As I’ve said in previous blogs, missionaries have a lot of
spiritual experiences as we see our Father-in-Heaven working with his children.
Because of these experiences our faith and knowledge, commonly known as
testimony, grow too. The use of this new found testimony is important. The
natural tendency is to think that it is you, and, wow, what a spiritual person
I am. Look how many people I’ve baptized or taught. Of course, that would be a
big mistake, and a quick way to lose our access to the Spirit.
Because of the daily experiences we have feeling the Spirit
and seeing it work in others, it would also be easy to think that the Lord is
really happy with us and we are the direct path to the Celestial Kingdom. While
we do have to be living pretty righteous lives to be instruments in His hands,
it does not mean that we have our callings and elections made sure or that we
are becoming spiritual titans that cannot fail. I think I felt the latter forty
years ago when I was a young missionary, finishing my first mission here in
Mexico. But the forty intervening years have shown me that I am anything but an
invulnerable titan. There were times in those years that I grasped on to the
memory of those missionary experiences to keep me going as I struggled to stay
on the path that had seemed so easy and sure. In normal life with so many non-spiritual
tasks to perform and so many distractions, it is much harder to keep the Spirit
that we become so accustom to here in the mission.

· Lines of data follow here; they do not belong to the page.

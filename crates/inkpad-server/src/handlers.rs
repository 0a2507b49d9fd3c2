use axum::{Json, extract::State, http::StatusCode};
use inkpad_api::{ApiError, MessageResponse};
use inkpad_core::{Timestamp, now_utc};
use serde::Serialize;

use crate::server::AppState;

#[derive(Debug, Serialize)]
pub struct HealthResponse {
    pub status: &'static str,
    pub storage: &'static str,
    pub timestamp: Timestamp,
}

/// `GET /api/health`: liveness plus a storage round trip.
pub async fn health(State(state): State<AppState>) -> (StatusCode, Json<HealthResponse>) {
    let storage = state.notes.backend_name();
    let reachable = match state.notes.ping().await {
        Ok(()) => true,
        Err(e) => {
            tracing::warn!(storage, error = %e, "health check: storage unreachable");
            false
        }
    };

    let (code, status) = if reachable {
        (StatusCode::OK, "ok")
    } else {
        (StatusCode::SERVICE_UNAVAILABLE, "degraded")
    };

    (
        code,
        Json(HealthResponse {
            status,
            storage,
            timestamp: now_utc(),
        }),
    )
}

/// Fallback for paths no route matches.
pub async fn not_found() -> ApiError {
    ApiError::not_found("Route not found")
}

/// Fallback for a known path called with an unsupported method.
pub async fn method_not_allowed() -> (StatusCode, Json<MessageResponse>) {
    (
        StatusCode::METHOD_NOT_ALLOWED,
        Json(MessageResponse::new("Method not allowed")),
    )
}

This mission has given me a very strong sense of the reality
of the things that are to come. I know that there is life after death and that
it will not be the same for everyone. I know too that it is by the grace of God
through his Son, Jesus Christ, that I have any hope at all of obtaining the
Celestial Kingdom and that I must be living worthily to receive that grace. In
that sense, my works here in the mission matter little except as they reflect
the state of my spirit and heart. My mission is an act of consecration,
submitting my will to the will of my Lord through the consecration of my time
and resources. If I can keep this course upon leaving, I will have hope of arriving
in the Celestial Kingdom. It is this state of heart and spirit that matter more
that the experiences we see or feel. That is why when the Lord did away with
sacrifices of blood he asked instead for the sacrifice of a contrite spirit and
a broken heart.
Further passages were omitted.